If you confide in someone that you’re struggling below the surface, you’ve likely been thinking about the situation for a LONG time. It can be hard to admit to yourself, let alone have those words see the light of day as they leave your lips toward the ears of another person. In that moment, they have more weight. A lot more weight because of the courage it took to even say them and be speaking the words out loud, they may be true.
Jumping into action isn’t always the best move.
As the wildly action-oriented, highly caring, empathetic, most loving parent anyone could ever have, you did what it took to get help. That’s what made sense.
There’s a difference between being ready to share the issue and being ready to seek and receive help and that distinction is different for every situation, so there’s no ‘rule of thumb’. What I know for sure is this:
If it’s not YOUR issue, it’s not YOUR solution or YOUR timeline.
If you try to take the wheel (cause maybe Jesus is taking too long) on your teen’s life, you’re going to crash your own car that doesn’t have the Tesla autopilot feature. AND, your teen will resent you every step of the way, even if you’re doing all the right things.
Try riding shotgun.
Taking a collaborative approach to finding support works best. Your teen is still driving, determining the speed and direction, but you have input from the passenger seat when they need you.
First, let your teen know they’re not broken. So many teens already think that when they’re struggling so dispelling that myth is a huge start. Then, normalize getting help because most teens still think it’s weak or bad. You can create a list of professionals for your teen to set up interviews with, or they may ask you to set up those times.
Keep the conversation going as your teen chooses the right person to work with and how often. Just remember this. You’re on a road trip, a long one. Mental health is a journey and expecting a destination or version of ‘healed’ will have the wheels fall off.
There are situations where children are too young or in such a desperate state of coping that they are not in a position to self-advocate and get their own support. Staying in conversation and regularly checking in with lots of listening is key.
Don your own mask.
In Sheryl Sandberg’s book, “Option B”, which she wrote after suddenly losing her husband Dave, she talks about the importance of supporting the support. Her experience as primary support to her children made it clear she needed her own support.

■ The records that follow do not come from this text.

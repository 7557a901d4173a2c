//! Platform-neutral pieces of the AirControl dashboard: the API's JSON
//! shapes, response decoding, form validation and chart shaping.

pub mod api;
pub mod dates;
pub mod forms;
pub mod models;
pub mod optimistic;
pub mod stats;
pub mod thresholds;

pub use api::{ApiEnvelope, ApiError, ApiMessage, ListPayload};
pub use models::*;
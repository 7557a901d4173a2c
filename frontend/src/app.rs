// frontend/src/app.rs
//
// Router, authenticated layout and the native-only Connect screen.
// WASM talks to its own origin and never shows Connect.

use dioxus::prelude::*;
use dioxus_router::{Link, Outlet, Routable, Router, use_navigator};

use crate::ac_dashboard::db_status::DbStatusIndicator;
use crate::ac_dashboard::session::{self, AUTH};
use crate::ac_dashboard::widgets::Spinner;
use crate::ac_dashboard::{
    Aires, Dashboard, Estadisticas, Lecturas, Login, Mantenimientos, OtrosEquipos, Register,
    SIDEBAR_STORAGE_KEY, Umbrales, Usuarios, persist,
};

#[allow(unused_imports)]
use crate::ac_dashboard::UrlConfig;

#[cfg(not(target_arch = "wasm32"))]
const PROBE_CONNECT_TIMEOUT_MS: u64 = 4000;
#[cfg(not(target_arch = "wasm32"))]
const PROBE_TIMEOUT_MS: u64 = 6000;

// --- global css ---
const GLOBAL_CSS: &str = r#"
html, body {
    margin: 0;
    padding: 0;
    width: 100%;
    height: 100%;
    background: #020617;
    font-family: system-ui, -apple-system, "Segoe UI", Roboto, sans-serif;
}

:root, html {
    color-scheme: dark;
}

#main {
    width: 100%;
    min-height: 100%;
    background: #020617;
}

* { box-sizing: border-box; }

a { color: #60a5fa; text-decoration: none; }

.ac-shell { display: flex; min-height: 100vh; }
.ac-sidebar {
    width: 230px; flex-shrink: 0; background: #0b1220; border-right: 1px solid #1f2937;
    display: flex; flex-direction: column; transition: width 0.15s ease;
}
.ac-sidebar.collapsed { width: 64px; }
.ac-sidebar.collapsed .ac-nav-text, .ac-sidebar.collapsed .ac-brand-text { display: none; }
.ac-brand { padding: 16px; font-weight: 700; font-size: 17px; display: flex; align-items: center; gap: 10px; border-bottom: 1px solid #1f2937; }
.ac-nav-link {
    display: flex; align-items: center; gap: 10px; padding: 10px 16px; color: #cbd5e1;
    border-left: 3px solid transparent; font-size: 14px;
}
.ac-nav-link:hover { background: #111827; }
.ac-nav-link.active { background: #111827; border-left-color: #3b82f6; color: #e5e7eb; }
.ac-main { flex: 1; display: flex; flex-direction: column; min-width: 0; }
.ac-topbar {
    display: flex; align-items: center; justify-content: space-between; gap: 12px;
    padding: 10px 20px; border-bottom: 1px solid #1f2937; background: #0b1220;
}

.ac-page { padding: 20px; color: #e5e7eb; }
.ac-page-head { display: flex; align-items: center; justify-content: space-between; gap: 12px; flex-wrap: wrap; margin-bottom: 16px; }
.ac-title { margin: 0 0 16px 0; font-size: 22px; }
.ac-page-head .ac-title { margin: 0; }
.ac-subtitle { margin: 18px 0 8px 0; font-size: 14px; color: #93c5fd; text-transform: uppercase; letter-spacing: 0.04em; }
.ac-card { background: #0b1220; border: 1px solid #1f2937; border-radius: 14px; padding: 16px; }
.ac-grid-2 { display: grid; grid-template-columns: repeat(auto-fit, minmax(260px, 1fr)); gap: 12px 16px; }

.ac-table { width: 100%; border-collapse: collapse; font-size: 14px; }
.ac-table th { text-align: left; padding: 10px 12px; color: #94a3b8; font-weight: 600; border-bottom: 1px solid #1f2937; white-space: nowrap; }
.ac-table td { padding: 10px 12px; border-bottom: 1px solid #111827; }
.ac-table-hover tbody tr { cursor: pointer; }
.ac-table-hover tbody tr:hover { background: #111827; }

.ac-btn {
    padding: 8px 14px; border-radius: 10px; border: 1px solid #334155; background: #0f172a;
    color: #e5e7eb; cursor: pointer; font-size: 14px;
}
.ac-btn:disabled { opacity: 0.6; cursor: default; }
.ac-btn-sm { padding: 4px 10px; font-size: 12px; margin-left: 6px; }
.ac-btn-primary { background: #1d4ed8; border-color: #2563eb; }
.ac-btn-danger { background: #7f1d1d; border-color: #b91c1c; }
.ac-btn-ghost { background: transparent; border: none; color: #94a3b8; cursor: pointer; }

.ac-field { display: flex; flex-direction: column; gap: 4px; margin-bottom: 10px; }
.ac-label { font-size: 12px; color: #94a3b8; }
.ac-input {
    width: 100%; padding: 9px 11px; border-radius: 10px; border: 1px solid #334155;
    background: #020617; color: #e5e7eb; outline: none; font-size: 14px;
}
.ac-input:focus { border-color: #3b82f6; }

.ac-alert { display: flex; gap: 12px; align-items: flex-start; padding: 12px 14px; border-radius: 12px; margin-bottom: 14px; font-size: 14px; }
.ac-alert-error { border: 1px solid #b91c1c; background: #2a0b0b; color: #fecaca; }
.ac-alert-success { border: 1px solid #15803d; background: #052e16; color: #bbf7d0; }

.ac-tabs { display: flex; gap: 4px; border-bottom: 1px solid #1f2937; margin-bottom: 16px; }
.ac-tab { padding: 8px 16px; background: transparent; border: none; border-bottom: 2px solid transparent; color: #94a3b8; cursor: pointer; font-size: 14px; }
.ac-tab-active { color: #e5e7eb; border-bottom-color: #3b82f6; }

.ac-modal-backdrop {
    position: fixed; inset: 0; background: rgba(2, 6, 23, 0.75); display: flex;
    align-items: center; justify-content: center; z-index: 50; padding: 16px;
}
.ac-modal { background: #0b1220; border: 1px solid #334155; border-radius: 16px; box-shadow: 0 12px 30px rgba(0,0,0,0.5); color: #e5e7eb; }

.ac-spinner {
    width: 22px; height: 22px; border-radius: 50%; border: 3px solid #1f2937;
    border-top-color: #3b82f6; animation: ac-spin 0.8s linear infinite;
}
@keyframes ac-spin { to { transform: rotate(360deg); } }
.ac-pulse { animation: ac-pulse 1.2s ease-in-out infinite; }
@keyframes ac-pulse { 50% { opacity: 0.3; } }
"#;

#[derive(Clone, Routable, PartialEq, Debug)]
#[rustfmt::skip]
pub enum Route {
    #[route("/")]
    Root {},

    #[route("/login")]
    Login {},

    #[route("/register")]
    Register {},

    #[cfg(not(target_arch = "wasm32"))]
    #[route("/connect")]
    Connect {},

    #[layout(AppLayout)]
        #[route("/dashboard")]
        Dashboard {},
        #[route("/aires")]
        Aires {},
        #[route("/lecturas")]
        Lecturas {},
        #[route("/mantenimientos")]
        Mantenimientos {},
        #[route("/umbrales")]
        Umbrales {},
        #[route("/usuarios")]
        Usuarios {},
        #[route("/estadisticas")]
        Estadisticas {},
        #[route("/otros-equipos")]
        OtrosEquipos {},
    #[end_layout]

    #[route("/:..segments")]
    NotFound { segments: Vec<String> },
}

struct NavItem {
    label: &'static str,
    icon: &'static str,
    route: Route,
    admin_only: bool,
}

fn nav_items(is_admin: bool) -> Vec<NavItem> {
    let all = vec![
        NavItem { label: "Dashboard", icon: "▦", route: Route::Dashboard {}, admin_only: false },
        NavItem { label: "Aires", icon: "❄", route: Route::Aires {}, admin_only: false },
        NavItem { label: "Lecturas", icon: "🌡", route: Route::Lecturas {}, admin_only: false },
        NavItem { label: "Mantenimientos", icon: "🔧", route: Route::Mantenimientos {}, admin_only: false },
        NavItem { label: "Umbrales", icon: "⚠", route: Route::Umbrales {}, admin_only: false },
        NavItem { label: "Otros Equipos", icon: "⚡", route: Route::OtrosEquipos {}, admin_only: false },
        NavItem { label: "Estadísticas", icon: "📈", route: Route::Estadisticas {}, admin_only: false },
        NavItem { label: "Usuarios", icon: "👤", route: Route::Usuarios {}, admin_only: true },
    ];
    all.into_iter().filter(|i| is_admin || !i.admin_only).collect()
}

// -------------------------
// App
// -------------------------
#[component]
pub fn App() -> Element {
    use_hook(|| {
        spawn(session::restore());
        spawn(session::health_loop());
    });

    rsx! {
        document::Style { "{GLOBAL_CSS}" }
        document::Meta { name: "viewport", content: "width=device-width, initial-scale=1" }
        document::Title { "AirControl" }

        div {
            style: "min-height: 100vh; width: 100%; background: #020617; color: #e5e7eb;",
            Router::<Route> {}
        }
    }
}

#[component]
pub fn Root() -> Element {
    let nav = use_navigator();

    use_effect(move || {
        #[cfg(not(target_arch = "wasm32"))]
        if UrlConfig::stored_base_url().is_none() {
            let _ = nav.replace(Route::Connect {});
            return;
        }
        let _ = nav.replace(Route::Dashboard {});
    });

    rsx! { div {} }
}

#[component]
fn AppLayout() -> Element {
    let nav = use_navigator();
    let mut collapsed = use_signal(|| persist::get_bool(SIDEBAR_STORAGE_KEY));

    use_effect(move || {
        let signed_out = {
            let st = AUTH.read();
            !st.loading && !st.is_authenticated()
        };
        if signed_out {
            let _ = nav.replace(Route::Login {});
        }
    });

    let auth = AUTH.read().clone();
    if auth.loading {
        return rsx! {
            div { style: "min-height:100vh; display:flex; align-items:center; justify-content:center;",
                Spinner { label: "Verificando sesión..." }
            }
        };
    }
    let Some(user) = auth.user.filter(|_| auth.token.is_some()) else {
        return rsx! { div {} };
    };

    let toggle = move |_| {
        let next = !collapsed();
        collapsed.set(next);
        persist::set_string(SIDEBAR_STORAGE_KEY, if next { "true" } else { "false" });
    };

    let logout = move |_| {
        session::logout();
        let _ = nav.replace(Route::Login {});
    };

    let sidebar_class = if collapsed() { "ac-sidebar collapsed" } else { "ac-sidebar" };

    rsx! {
        div { class: "ac-shell",
            nav { class: "{sidebar_class}",
                div { class: "ac-brand",
                    button { class: "ac-btn-ghost", style: "font-size:18px;", onclick: toggle, "☰" }
                    span { class: "ac-brand-text", "AirControl" }
                }
                for item in nav_items(user.rol.is_admin()) {
                    Link {
                        key: "{item.label}",
                        class: "ac-nav-link",
                        active_class: "active",
                        to: item.route,
                        span { style: "width:20px; text-align:center;", "{item.icon}" }
                        span { class: "ac-nav-text", "{item.label}" }
                    }
                }
            }
            div { class: "ac-main",
                header { class: "ac-topbar",
                    DbStatusIndicator {}
                    div { style: "display:flex; align-items:center; gap:12px; font-size:14px;",
                        span { "{user.display_name()}" }
                        span { style: "color:#94a3b8; font-size:12px;", "({user.rol.label()})" }
                        button { class: "ac-btn ac-btn-sm", onclick: logout, "Cerrar sesión" }
                    }
                }
                Outlet::<Route> {}
            }
        }
    }
}
// ---------- otros equipos ----------

#[derive(Debug, Clone, Copy, PartialEq, Eq, Hash, Serialize, Deserialize)]
#[serde(from = "String", into = "String")]
pub enum TipoEquipo {
    Motogenerador,
    Ups,
    Pdu,
    Otro,
}

impl TipoEquipo {
    pub const ALL: [TipoEquipo; 4] = [
        TipoEquipo::Motogenerador,
        TipoEquipo::Ups,
        TipoEquipo::Pdu,
        TipoEquipo::Otro,
    ];

    pub fn as_str(&self) -> &'static str {
        match self {
            TipoEquipo::Motogenerador => "Motogenerador",
            TipoEquipo::Ups => "UPS",
            TipoEquipo::Pdu => "PDU",
            TipoEquipo::Otro => "Otro",
        }
    }

    pub fn parse(s: &str) -> Option<TipoEquipo> {
        TipoEquipo::ALL
            .into_iter()
            .find(|t| t.as_str().eq_ignore_ascii_case(s.trim()))
    }
}

impl From<String> for TipoEquipo {
    fn from(s: String) -> Self {
        TipoEquipo::parse(&s).unwrap_or(TipoEquipo::Otro)
    }
}

impl From<TipoEquipo> for String {
    fn from(t: TipoEquipo) -> Self {
        t.as_str().to_string()
    }
}

impl fmt::Display for TipoEquipo {
    fn fmt(&self, f: &mut fmt::Formatter<'_>) -> fmt::Result {
        f.write_str(self.as_str())
    }
}

#[derive(Debug, Clone, PartialEq, Serialize, Deserialize)]
pub struct OtroEquipo {
    pub id: i64,
    #[serde(default, deserialize_with = "null_as_default")]
    pub nombre: String,
    pub tipo: TipoEquipo,
    pub ubicacion: Option<String>,
    pub marca: Option<String>,
    pub modelo: Option<String>,
    pub serial: Option<String>,
    pub codigo_inventario: Option<String>,
    pub fecha_instalacion: Option<String>,
    #[serde(default, deserialize_with = "null_as_default")]
    pub estado_operativo: bool,
    pub notas: Option<String>,
    pub fecha_creacion: Option<String>,
    pub ultima_modificacion: Option<String>,
}

#[derive(Debug, Clone, PartialEq, Serialize, Deserialize)]
pub struct OtroEquipoPayload {
    pub nombre: String,
    pub tipo: TipoEquipo,
    pub ubicacion: Option<String>,
    pub marca: Option<String>,
    pub modelo: Option<String>,
    pub serial: Option<String>,
    pub codigo_inventario: Option<String>,
    pub fecha_instalacion: Option<String>,
    pub estado_operativo: bool,
    pub notas: Option<String>,
}

// ---------- dashboard / estadisticas ----------

#[derive(Debug, Clone, PartialEq, Serialize, Deserialize)]
pub struct LecturaReciente {
    #[serde(default)]
    pub id: i64,
    #[serde(default, deserialize_with = "null_as_default")]
    pub nombre: String,
    #[serde(default, deserialize_with = "null_as_default")]
    pub ubicacion: String,
    pub temperatura: Option<f64>,
    pub humedad: Option<f64>,
    #[serde(default, deserialize_with = "null_as_default")]
    pub fecha: String,
}

#[derive(Debug, Clone, Default, PartialEq, Serialize, Deserialize)]
#[serde(rename_all = "camelCase")]
pub struct ResumenDashboard {
    #[serde(default)]
    pub total_aires: i64,
    #[serde(default)]
    pub total_lecturas: i64,
    #[serde(default)]
    pub total_mantenimientos: i64,
    #[serde(default)]
    pub alertas: i64,
    #[serde(default, deserialize_with = "null_as_default")]
    pub ultimas_lecturas: Vec<LecturaReciente>,
}

#[derive(Debug, Clone, Default, PartialEq, Serialize, Deserialize)]
pub struct EstadisticasGenerales {
    pub temperatura_promedio: Option<f64>,
    pub temperatura_maxima: Option<f64>,
    pub temperatura_minima: Option<f64>,
    pub humedad_promedio: Option<f64>,
    pub humedad_maxima: Option<f64>,
    pub humedad_minima: Option<f64>,
    pub total_lecturas: Option<i64>,
}

#[derive(Debug, Clone, Default, PartialEq, Serialize, Deserialize)]
pub struct EstadisticasAire {
    pub aire_id: Option<i64>,
    #[serde(default, deserialize_with = "null_as_default")]
    pub nombre: String,
    #[serde(default, deserialize_with = "null_as_default")]
    pub ubicacion: String,
    pub temperatura_promedio: Option<f64>,
    pub temperatura_maxima: Option<f64>,
    pub temperatura_minima: Option<f64>,
    pub humedad_promedio: Option<f64>,
    pub humedad_maxima: Option<f64>,
    pub humedad_minima: Option<f64>,
    pub variacion_temperatura: Option<f64>,
    pub variacion_humedad: Option<f64>,
}
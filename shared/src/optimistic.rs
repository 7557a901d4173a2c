//! Optimistic list mutation. Every mutating helper hands back the exact
//! previous list so a failed request can put it back untouched.

use crate::models::{Aire, Lectura, Mantenimiento, OtroEquipo, Umbral, Usuario};

pub trait Identified {
    fn id(&self) -> i64;
}

macro_rules! identified {
    ($($t:ty),* $(,)?) => {
        $(impl Identified for $t {
            fn id(&self) -> i64 {
                self.id
            }
        })*
    };
}

identified!(Aire, Lectura, Mantenimiento, OtroEquipo, Umbral, Usuario);

/// Removes `id` and returns the pre-removal snapshot.
pub fn remove<T: Identified + Clone>(list: &mut Vec<T>, id: i64) -> Vec<T> {
    let snapshot = list.clone();
    list.retain(|x| x.id() != id);
    snapshot
}

/// Replaces the item with the same id, or appends it.
pub fn upsert<T: Identified + Clone>(list: &mut Vec<T>, item: T) -> Vec<T> {
    let snapshot = list.clone();
    match list.iter_mut().find(|x| x.id() == item.id()) {
        Some(slot) => *slot = item,
        None => list.push(item),
    }
    snapshot
}

pub fn prepend<T: Identified + Clone>(list: &mut Vec<T>, item: T) -> Vec<T> {
    let snapshot = list.clone();
    list.retain(|x| x.id() != item.id());
    list.insert(0, item);
    snapshot
}

/// Applies `f` to the item with `id`; `None` when it is not in the list.
pub fn modify<T, F>(list: &mut Vec<T>, id: i64, f: F) -> Option<Vec<T>>
where
    T: Identified + Clone,
    F: FnOnce(&mut T),
{
    let snapshot = list.clone();
    let slot = list.iter_mut().find(|x| x.id() == id)?;
    f(slot);
    Some(snapshot)
}

#[cfg(test)]
mod tests {
    use super::*;

    fn aire(id: i64) -> Aire {
        Aire {
            id,
            nombre: format!("AC-{id}"),
            ubicacion: "Sala".into(),
            fecha_instalacion: "2022-01-01".into(),
        }
    }

    #[test]
    fn remove_then_rollback_restores_exact_list() {
        let original = vec![aire(3), aire(1), aire(2)];
        let mut list = original.clone();
        let snapshot = remove(&mut list, 1);
        assert_eq!(list.iter().map(|a| a.id).collect::<Vec<_>>(), vec![3, 2]);
        list = snapshot;
        assert_eq!(list, original);
    }

    #[test]
    fn upsert_and_prepend() {
        let mut list = vec![aire(1), aire(2)];
        let mut renamed = aire(2);
        renamed.nombre = "Nuevo".into();
        upsert(&mut list, renamed);
        assert_eq!(list[1].nombre, "Nuevo");
        upsert(&mut list, aire(5));
        assert_eq!(list.len(), 3);
        prepend(&mut list, aire(9));
        assert_eq!(list[0].id, 9);
    }

    #[test]
    fn modify_missing_id_is_none() {
        let mut list = vec![aire(1)];
        assert!(modify(&mut list, 4, |a| a.nombre.clear()).is_none());
        let snap = modify(&mut list, 1, |a| a.nombre.clear()).unwrap();
        assert_eq!(snap[0].nombre, "AC-1");
        assert_eq!(list[0].nombre, "");
    }
}
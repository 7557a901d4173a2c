//! Form state as typed by the user and its validation into request bodies.
//!
//! Every form keeps raw strings so inputs can be bound directly; `validate`
//! turns them into the payload or a Spanish message for the modal.

use crate::dates::format_date_input;
use crate::models::*;

fn opt(s: &str) -> Option<String> {
    let t = s.trim();
    (!t.is_empty()).then(|| t.to_string())
}

fn parse_num(s: &str) -> Option<f64> {
    s.trim().replace(',', ".").parse::<f64>().ok().filter(|v| v.is_finite())
}

fn required_message(missing: &[&str]) -> String {
    format!(
        "Los siguientes campos son requeridos: {}.",
        missing.join(", ")
    )
}

// ---------- aires ----------

#[derive(Debug, Clone, Default, PartialEq)]
pub struct AireForm {
    pub nombre: String,
    pub ubicacion: String,
    pub fecha_instalacion: String,
    pub tipo: String,
    pub toneladas: String,
    pub evaporadora_operativa: bool,
    pub evaporadora_marca: String,
    pub evaporadora_modelo: String,
    pub evaporadora_serial: String,
    pub evaporadora_codigo_inventario: String,
    pub evaporadora_ubicacion_instalacion: String,
    pub condensadora_operativa: bool,
    pub condensadora_marca: String,
    pub condensadora_modelo: String,
    pub condensadora_serial: String,
    pub condensadora_codigo_inventario: String,
    pub condensadora_ubicacion_instalacion: String,
}

impl AireForm {
    pub fn new_blank(today: &str) -> Self {
        AireForm {
            fecha_instalacion: today.to_string(),
            evaporadora_operativa: true,
            condensadora_operativa: true,
            ..Default::default()
        }
    }

    pub fn from_list_item(a: &Aire) -> Self {
        AireForm {
            nombre: a.nombre.clone(),
            ubicacion: a.ubicacion.clone(),
            fecha_instalacion: format_date_input(&a.fecha_instalacion),
            evaporadora_operativa: true,
            condensadora_operativa: true,
            ..Default::default()
        }
    }

    pub fn from_detalle(d: &AireDetalle) -> Self {
        let s = |v: &Option<String>| v.clone().unwrap_or_default();
        AireForm {
            nombre: d.nombre.clone(),
            ubicacion: d.ubicacion.clone(),
            fecha_instalacion: format_date_input(&d.fecha_instalacion),
            tipo: s(&d.tipo),
            toneladas: d.toneladas.map(|t| t.to_string()).unwrap_or_default(),
            evaporadora_operativa: d.evaporadora_operativa,
            evaporadora_marca: s(&d.evaporadora_marca),
            evaporadora_modelo: s(&d.evaporadora_modelo),
            evaporadora_serial: s(&d.evaporadora_serial),
            evaporadora_codigo_inventario: s(&d.evaporadora_codigo_inventario),
            evaporadora_ubicacion_instalacion: s(&d.evaporadora_ubicacion_instalacion),
            condensadora_operativa: d.condensadora_operativa,
            condensadora_marca: s(&d.condensadora_marca),
            condensadora_modelo: s(&d.condensadora_modelo),
            condensadora_serial: s(&d.condensadora_serial),
            condensadora_codigo_inventario: s(&d.condensadora_codigo_inventario),
            condensadora_ubicacion_instalacion: s(&d.condensadora_ubicacion_instalacion),
        }
    }

    pub fn validate(&self) -> Result<AirePayload, String> {
        let required = [
            (&self.nombre, "Nombre"),
            (&self.ubicacion, "Ubicación"),
            (&self.fecha_instalacion, "Fecha de Instalación"),
            (&self.evaporadora_serial, "Serial Evaporadora"),
            (&self.evaporadora_codigo_inventario, "Cód. Inventario Evaporadora"),
            (&self.condensadora_serial, "Serial Condensadora"),
            (&self.condensadora_codigo_inventario, "Cód. Inventario Condensadora"),
        ];
        let missing: Vec<&str> = required
            .iter()
            .filter(|(v, _)| v.trim().is_empty())
            .map(|(_, name)| *name)
            .collect();
        if !missing.is_empty() {
            return Err(required_message(&missing));
        }
        let toneladas = match self.toneladas.trim() {
            "" => None,
            t => Some(parse_num(t).ok_or("Toneladas debe ser un número válido.")?),
        };
        Ok(AirePayload {
            nombre: self.nombre.trim().to_string(),
            ubicacion: self.ubicacion.trim().to_string(),
            fecha_instalacion: self.fecha_instalacion.trim().to_string(),
            tipo: opt(&self.tipo),
            toneladas,
            evaporadora_operativa: self.evaporadora_operativa,
            evaporadora_marca: opt(&self.evaporadora_marca),
            evaporadora_modelo: opt(&self.evaporadora_modelo),
            evaporadora_serial: self.evaporadora_serial.trim().to_string(),
            evaporadora_codigo_inventario: self.evaporadora_codigo_inventario.trim().to_string(),
            evaporadora_ubicacion_instalacion: opt(&self.evaporadora_ubicacion_instalacion),
            condensadora_operativa: self.condensadora_operativa,
            condensadora_marca: opt(&self.condensadora_marca),
            condensadora_modelo: opt(&self.condensadora_modelo),
            condensadora_serial: self.condensadora_serial.trim().to_string(),
            condensadora_codigo_inventario: self.condensadora_codigo_inventario.trim().to_string(),
            condensadora_ubicacion_instalacion: opt(&self.condensadora_ubicacion_instalacion),
        })
    }
}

Whether your teen is struggling in some way or you’re in the normal and challenging adolescent years, taking care of yourself has never been more important. Who are your support people? Do you have relationships you can share openly without judgment or would seeking a professional from time to time be a better fit? If you don’t already have a self-care routine or habits, this is a great time to start.
Modelling self-love, wholeness, and boundaries that keep you at your best to support others mean your energy is more sustainable and your resilience for tough times will be higher. Throwing yourself into your teen’s struggles with wild abandon and no brakes sets you, your health, your relationships/marriage, and your finances up for a hard fall that takes much longer to come back from, and you won’t have much left to support anyone from there.